An interesting panel discussion about the influence of artificial intelligence on the radiology profession now and in the future took place on Friday,July 6th. Both the industry and academy were represented in the panel:

Bram van Ginneken (Radboud University, Nijmegen), Heinrich von Busch (Siemens Healthineers), Tim Salimans (Aidence / Open AI), Graham Taylor (University of Guelph), Hayit Greenspan (Tel Aviv University), Ron Summers (NIH) , Mathias Prokop (Radboud University, Nijmegen)

I made a concise summary of this interesting discussion.

The moderator and panel (from L to R): Bram van Ginneken (Radboud University, Nijmegen), Heinrich von Bosch (Siemens Healthineers), Tim Salimans (Aidence / Open AI), Graham Taylor (University of Guelph), Hayit Greenspan (Tel Aviv University), Ron Summers (NIH), , Mathias Prokop (Radboud University, Nijmegen)

Question 1: the famous statement of Geoffry Hinton about the future radiologists: is there only 5 years to go from now?

Prokop: radiology training asks 10–20 years to become a valuable clinical person. We will not need this in the future. The training will be different. There will be a point where the pattern recognition part is taken over by machines for a large percentage. Workloads are becoming too heavy.

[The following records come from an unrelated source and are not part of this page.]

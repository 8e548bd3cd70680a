//! Error taxonomy for the PAGESIM client
//!
//! Errors are split by where they originate: the form (`InputError`), the
//! computation service (`ServiceError`) and configuration (`ConfigError`).
//! `ErrorKind` classifies them for the single user-visible status slot.
//!
//! Copyright (c) 2025 Mohammad Atashi <mohammadaliatashi@icloud.com>

use thiserror::Error;

/// Result alias for computation service calls
pub type ServiceResult<T> = std::result::Result<T, ServiceError>;

/// How an error is surfaced to the user
#[derive(Debug, Clone, Copy, PartialEq, Eq)]
pub enum ErrorKind {
    /// Input or business-rule problem; recoverable by editing and resubmitting
    Validation,

    /// The service could not be reached or answered with something unusable
    Connectivity,
}

/// Form validation failures detected before any request is made
#[derive(Error, Debug, Clone, PartialEq, Eq)]
pub enum InputError {
    #[error("Please select at least one algorithm")]
    NoAlgorithmSelected,

    #[error("Please enter a reference string")]
    EmptyReferenceString,
}

/// Failures talking to the computation service
#[derive(Error, Debug, Clone, PartialEq, Eq)]
pub enum ServiceError {
    /// The service answered with an `error` field
    #[error("{0}")]
    Rejected(String),

    /// The request never produced a response
    #[error("transport error: {0}")]
    Transport(String),

    /// The response body could not be decoded
    #[error("malformed response: {0}")]
    Decode(String),

    /// Non-success status without a usable error body
    #[error("unexpected status {0}")]
    Status(u16),

    /// The worker running the request did not complete
    #[error("request task failed: {0}")]
    Task(String),
}

impl ServiceError {
    /// Classify for display
    #[must_use]
    pub fn kind(&self) -> ErrorKind {
        match self {
            Self::Rejected(_) => ErrorKind::Validation,
            Self::Transport(_) | Self::Decode(_) | Self::Status(_) | Self::Task(_) => {
                ErrorKind::Connectivity
            }
        }
    }
}

impl From<ureq::Error> for ServiceError {
    fn from(err: ureq::Error) -> Self {
        match err {
            ureq::Error::Status(code, _) => Self::Status(code),
            ureq::Error::Transport(transport) => Self::Transport(transport.to_string()),
        }
    }
}

/// Configuration loading and validation errors
#[derive(Error, Debug)]
pub enum ConfigError {
    #[error("Failed to read config file {path}: {source}")]
    Io {
        path: String,
        #[source]
        source: std::io::Error,
    },

    #[error("Failed to parse config file {path}: {source}")]
    Parse {
        path: String,
        #[source]
        source: serde_json::Error,
    },

    #[error("Invalid value for {key}: {value}")]
    InvalidValue { key: String, value: String },

    #[error("Invalid configuration: {0}")]
    Invalid(String),
}

#[cfg(test)]
mod tests {
    use super::*;

    #[test]
    fn test_service_error_kinds() {
        assert_eq!(ServiceError::Rejected("bad".into()).kind(), ErrorKind::Validation);
        assert_eq!(ServiceError::Transport("refused".into()).kind(), ErrorKind::Connectivity);
        assert_eq!(ServiceError::Decode("eof".into()).kind(), ErrorKind::Connectivity);
        assert_eq!(ServiceError::Status(502).kind(), ErrorKind::Connectivity);
        assert_eq!(ServiceError::Task("cancelled".into()).kind(), ErrorKind::Connectivity);
    }

    #[test]
    fn test_input_error_messages() {
        assert_eq!(
            InputError::NoAlgorithmSelected.to_string(),
            "Please select at least one algorithm"
        );
        assert_eq!(
            InputError::EmptyReferenceString.to_string(),
            "Please enter a reference string"
        );
    }

    #[test]
    fn test_rejected_shows_backend_message_verbatim() {
        let err = ServiceError::Rejected("Frames must be >= 1".into());
        assert_eq!(err.to_string(), "Frames must be >= 1");
    }
}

Radiologists are pattern recognition experts for large part of the day but they would like to get rid of that. They will have to reinvent themselves as radiologist

Greenspan: 80 % of the radiology job is detection and measurement, only 20% is other type of input in the diagnosis/reporting. Part of the work can be replaced

Taylor: Book recommendation: “Prediction Machines” . The book is a nice analysis on the general question of how AI will impact the nature of work: jobs will change, but there will be less job elimination then predeicted. But nevertheless training of radiologists will have to adapt to the nature of the work.

Salimans: Agrees with all other speakers: automation changes jobs, not always replaces them. Some radiologists are willing to collaborate and engage, others are scared. Dialogue should be openend, but progress is being made in that field

Von Busch: Workload in radiology rises faster than number of radiologists, AI should assist them in dealing with this. AI should assist radiologists in becoming doctors again

Question 2: In clinical practice we can’t see many radiologists using AI tools at this moment. Where are the tools now? Why aren’t they being used yet? Is the AI winter ont its way?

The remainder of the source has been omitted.